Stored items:
----
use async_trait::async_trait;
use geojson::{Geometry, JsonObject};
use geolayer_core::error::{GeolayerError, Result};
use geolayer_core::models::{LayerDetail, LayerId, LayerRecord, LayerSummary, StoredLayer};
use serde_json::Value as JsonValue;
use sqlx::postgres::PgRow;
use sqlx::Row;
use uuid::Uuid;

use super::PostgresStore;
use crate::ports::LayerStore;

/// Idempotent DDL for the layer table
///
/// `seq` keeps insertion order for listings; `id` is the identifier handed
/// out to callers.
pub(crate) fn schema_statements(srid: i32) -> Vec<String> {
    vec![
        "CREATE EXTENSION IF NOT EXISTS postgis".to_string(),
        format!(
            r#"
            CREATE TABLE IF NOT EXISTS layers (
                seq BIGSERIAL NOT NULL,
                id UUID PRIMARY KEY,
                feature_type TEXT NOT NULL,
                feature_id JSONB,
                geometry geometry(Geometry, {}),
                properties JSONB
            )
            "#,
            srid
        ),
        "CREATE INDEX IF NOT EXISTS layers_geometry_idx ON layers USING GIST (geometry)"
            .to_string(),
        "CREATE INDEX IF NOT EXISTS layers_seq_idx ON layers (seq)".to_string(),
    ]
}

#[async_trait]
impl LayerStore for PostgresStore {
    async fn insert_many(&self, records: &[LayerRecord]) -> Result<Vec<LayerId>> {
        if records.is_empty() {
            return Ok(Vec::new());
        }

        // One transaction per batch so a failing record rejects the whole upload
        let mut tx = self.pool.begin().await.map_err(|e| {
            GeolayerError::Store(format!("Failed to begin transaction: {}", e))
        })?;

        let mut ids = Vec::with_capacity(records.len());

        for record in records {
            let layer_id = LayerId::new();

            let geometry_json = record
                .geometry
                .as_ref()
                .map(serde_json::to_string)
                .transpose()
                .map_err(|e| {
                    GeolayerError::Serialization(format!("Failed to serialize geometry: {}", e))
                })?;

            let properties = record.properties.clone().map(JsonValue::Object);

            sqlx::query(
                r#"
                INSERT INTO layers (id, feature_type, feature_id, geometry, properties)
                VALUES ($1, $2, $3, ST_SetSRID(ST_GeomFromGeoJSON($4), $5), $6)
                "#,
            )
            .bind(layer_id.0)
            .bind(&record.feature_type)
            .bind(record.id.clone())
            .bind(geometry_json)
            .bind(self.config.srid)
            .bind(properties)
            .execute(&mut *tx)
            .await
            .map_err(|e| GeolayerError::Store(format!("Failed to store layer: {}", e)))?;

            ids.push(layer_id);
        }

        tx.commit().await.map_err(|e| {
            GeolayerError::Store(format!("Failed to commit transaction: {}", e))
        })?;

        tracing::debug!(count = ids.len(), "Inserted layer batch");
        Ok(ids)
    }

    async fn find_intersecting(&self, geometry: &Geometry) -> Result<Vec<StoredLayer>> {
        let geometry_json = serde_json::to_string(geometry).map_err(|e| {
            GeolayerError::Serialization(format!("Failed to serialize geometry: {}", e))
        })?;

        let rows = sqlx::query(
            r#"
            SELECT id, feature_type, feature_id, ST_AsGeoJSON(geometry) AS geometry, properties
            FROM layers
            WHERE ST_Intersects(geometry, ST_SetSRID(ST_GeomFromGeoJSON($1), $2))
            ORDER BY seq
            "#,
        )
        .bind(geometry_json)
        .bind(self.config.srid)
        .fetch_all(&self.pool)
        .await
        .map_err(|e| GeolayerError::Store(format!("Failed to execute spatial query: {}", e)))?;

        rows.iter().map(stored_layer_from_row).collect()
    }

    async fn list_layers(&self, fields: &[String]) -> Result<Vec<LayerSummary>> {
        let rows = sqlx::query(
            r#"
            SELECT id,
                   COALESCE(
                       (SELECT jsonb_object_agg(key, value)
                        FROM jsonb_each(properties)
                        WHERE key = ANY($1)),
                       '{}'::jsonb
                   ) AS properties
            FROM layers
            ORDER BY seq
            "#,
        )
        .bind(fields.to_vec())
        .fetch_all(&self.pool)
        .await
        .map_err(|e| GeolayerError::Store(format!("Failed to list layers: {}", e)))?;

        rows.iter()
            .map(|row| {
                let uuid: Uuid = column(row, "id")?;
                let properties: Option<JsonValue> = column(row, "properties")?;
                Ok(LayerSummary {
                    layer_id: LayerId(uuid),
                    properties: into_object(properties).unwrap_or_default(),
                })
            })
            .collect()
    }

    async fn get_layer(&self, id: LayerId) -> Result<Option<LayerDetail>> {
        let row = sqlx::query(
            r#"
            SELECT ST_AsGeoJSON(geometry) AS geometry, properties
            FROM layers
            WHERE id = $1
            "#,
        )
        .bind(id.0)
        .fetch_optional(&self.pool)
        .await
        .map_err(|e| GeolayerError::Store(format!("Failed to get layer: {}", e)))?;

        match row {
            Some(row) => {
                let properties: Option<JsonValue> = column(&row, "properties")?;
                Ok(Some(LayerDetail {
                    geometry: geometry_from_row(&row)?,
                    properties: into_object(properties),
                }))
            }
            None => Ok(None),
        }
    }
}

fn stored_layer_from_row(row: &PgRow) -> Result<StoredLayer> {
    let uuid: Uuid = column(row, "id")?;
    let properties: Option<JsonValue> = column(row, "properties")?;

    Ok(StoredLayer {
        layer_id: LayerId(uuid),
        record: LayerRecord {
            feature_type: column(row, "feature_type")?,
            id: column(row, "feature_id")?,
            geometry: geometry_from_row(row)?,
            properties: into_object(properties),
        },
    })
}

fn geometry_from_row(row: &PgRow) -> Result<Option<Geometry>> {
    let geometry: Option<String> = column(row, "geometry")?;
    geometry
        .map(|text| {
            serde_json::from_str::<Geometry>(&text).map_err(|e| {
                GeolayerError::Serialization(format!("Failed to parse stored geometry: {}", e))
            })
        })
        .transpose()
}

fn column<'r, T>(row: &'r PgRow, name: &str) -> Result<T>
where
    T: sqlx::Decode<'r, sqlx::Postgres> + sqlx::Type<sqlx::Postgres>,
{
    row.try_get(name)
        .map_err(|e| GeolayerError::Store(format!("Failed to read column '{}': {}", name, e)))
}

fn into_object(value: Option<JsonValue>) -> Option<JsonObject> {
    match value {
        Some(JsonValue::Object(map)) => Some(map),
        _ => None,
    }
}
----
◆ TASK DIRECTIONS
Word for word, write out each of the records shown above.

◆ EXERCISE OUTPUT
use async_trait::async_trait;
use geojson::{Geometry, JsonObject};
use geolayer_core::error::{GeolayerError, Result};
use geolayer_core::models::{LayerDetail, LayerId, LayerRecord, LayerSummary, StoredLayer};
use serde_json::Value as JsonValue;
use sqlx::postgres::PgRow;
use sqlx::Row;
use uuid::Uuid;

use super::PostgresStore;
use crate::ports::LayerStore;

/// Idempotent DDL for the layer table
///
/// `seq` keeps insertion order for listings; `id` is the identifier handed
/// out to callers.
pub(crate) fn schema_statements(srid: i32) -> Vec<String> {
    vec![
        "CREATE EXTENSION IF NOT EXISTS postgis".to_string(),
        format!(
            r#"
            CREATE TABLE IF NOT EXISTS layers (
                seq BIGSERIAL NOT NULL,
                id UUID PRIMARY KEY,
                feature_type TEXT NOT NULL,
                feature_id JSONB,
                geometry geometry(Geometry, {}),
                properties JSONB
            )
            "#,
            srid
        ),
        "CREATE INDEX IF NOT EXISTS layers_geometry_idx ON layers USING GIST (geometry)"
            .to_string(),
        "CREATE INDEX IF NOT EXISTS layers_seq_idx ON layers (seq)".to_string(),
    ]
}

#[async_trait]
impl LayerStore for PostgresStore {
    async fn insert_many(&self, records: &[LayerRecord]) -> Result<Vec<LayerId>> {
        if records.is_empty() {
            return Ok(Vec::new());
        }

        // One transaction per batch so a failing record rejects the whole upload
        let mut tx = self.pool.begin().await.map_err(|e| {
            GeolayerError::Store(format!("Failed to begin transaction: {}", e))
        })?;

        let mut ids = Vec::with_capacity(records.len());

        for record in records {
            let layer_id = LayerId::new();

            let geometry_json = record
                .geometry
                .as_ref()
                .map(serde_json::to_string)
                .transpose()
                .map_err(|e| {
                    GeolayerError::Serialization(format!("Failed to serialize geometry: {}", e))
                })?;

            let properties = record.properties.clone().map(JsonValue::Object);

            sqlx::query(
                r#"
                INSERT INTO layers (id, feature_type, feature_id, geometry, properties)
                VALUES ($1, $2, $3, ST_SetSRID(ST_GeomFromGeoJSON($4), $5), $6)
                "#,
            )
            .bind(layer_id.0)
            .bind(&record.feature_type)
            .bind(record.id.clone())
            .bind(geometry_json)
            .bind(self.config.srid)
            .bind(properties)
            .execute(&mut *tx)
            .await
            .map_err(|e| GeolayerError::Store(format!("Failed to store layer: {}", e)))?;

            ids.push(layer_id);
        }

        tx.commit().await.map_err(|e| {
            GeolayerError::Store(format!("Failed to commit transaction: {}", e))
        })?;

        tracing::debug!(count = ids.len(), "Inserted layer batch");
        Ok(ids)
    }

    async fn find_intersecting(&self, geometry: &Geometry) -> Result<Vec<StoredLayer>> {
        let geometry_json = serde_json::to_string(geometry).map_err(|e| {
            GeolayerError::Serialization(format!("Failed to serialize geometry: {}", e))
        })?;

        let rows = sqlx::query(
            r#"
            SELECT id, feature_type, feature_id, ST_AsGeoJSON(geometry) AS geometry, properties
            FROM layers
            WHERE ST_Intersects(geometry, ST_SetSRID(ST_GeomFromGeoJSON($1), $2))
            ORDER BY seq
            "#,
        )
        .bind(geometry_json)
        .bind(self.config.srid)
        .fetch_all(&self.pool)
        .await
        .map_err(|e| GeolayerError::Store(format!("Failed to execute spatial query: {}", e)))?;

        rows.iter().map(stored_layer_from_row).collect()
    }

    async fn list_layers(&self, fields: &[String]) -> Result<Vec<LayerSummary>> {
        let rows = sqlx::query(
            r#"
            SELECT id,
                   COALESCE(
                       (SELECT jsonb_object_agg(key, value)
                        FROM jsonb_each(properties)
                        WHERE key = ANY($1)),
                       '{}'::jsonb
                   ) AS properties
            FROM layers
            ORDER BY seq
            "#,
        )
        .bind(fields.to_vec())
        .fetch_all(&self.pool)
        .await
        .map_err(|e| GeolayerError::Store(format!("Failed to list layers: {}", e)))?;

        rows.iter()
            .map(|row| {
                let uuid: Uuid = column(row, "id")?;
                let properties: Option<JsonValue> = column(row, "properties")?;
                Ok(LayerSummary {
                    layer_id: LayerId(uuid),
                    properties: into_object(properties).unwrap_or_default(),
                })
            })
            .collect()
    }

    async fn get_layer(&self, id: LayerId) -> Result<Option<LayerDetail>> {
        let row = sqlx::query(
            r#"
            SELECT ST_AsGeoJSON(geometry) AS geometry, properties
            FROM layers
            WHERE id = $1
            "#,
        )
        .bind(id.0)
        .fetch_optional(&self.pool)
        .await
        .map_err(|e| GeolayerError::Store(format!("Failed to get layer: {}", e)))?;

        match row {
            Some(row) => {
                let properties: Option<JsonValue> = column(&row, "properties")?;
                Ok(Some(LayerDetail {
                    geometry: geometry_from_row(&row)?,
                    properties: into_object(properties),
                }))
            }
            None => Ok(None),
        }
    }
}

fn stored_layer_from_row(row: &PgRow) -> Result<StoredLayer> {
    let uuid: Uuid = column(row, "id")?;
    let properties: Option<JsonValue> = column(row, "properties")?;

    Ok(StoredLayer {
        layer_id: LayerId(uuid),
        record: LayerRecord {
            feature_type: column(row, "feature_type")?,
            id: column(row, "feature_id")?,
            geometry: geometry_from_row(row)?,
            properties: into_object(properties),
        },
    })
}

fn geometry_from_row(row: &PgRow) -> Result<Option<Geometry>> {
    let geometry: Option<String> = column(row, "geometry")?;
    geometry
        .map(|text| {
            serde_json::from_str::<Geometry>(&text).map_err(|e| {
                GeolayerError::Serialization(format!("Failed to parse stored geometry: {}", e))
            })
        })
        .transpose()
}

fn column<'r, T>(row: &'r PgRow, name: &str) -> Result<T>
where
    T: sqlx::Decode<'r, sqlx::Postgres> + sqlx::Type<sqlx::Postgres>,
{
    row.try_get(name)
        .map_err(|e| GeolayerError::Store(format!("Failed to read column '{}': {}", name, e)))
}

fn into_object(value: Option<JsonValue>) -> Option<JsonObject> {
    match value {
        Some(JsonValue::Object(map)) => Some(map),
        _ => None,
    }
}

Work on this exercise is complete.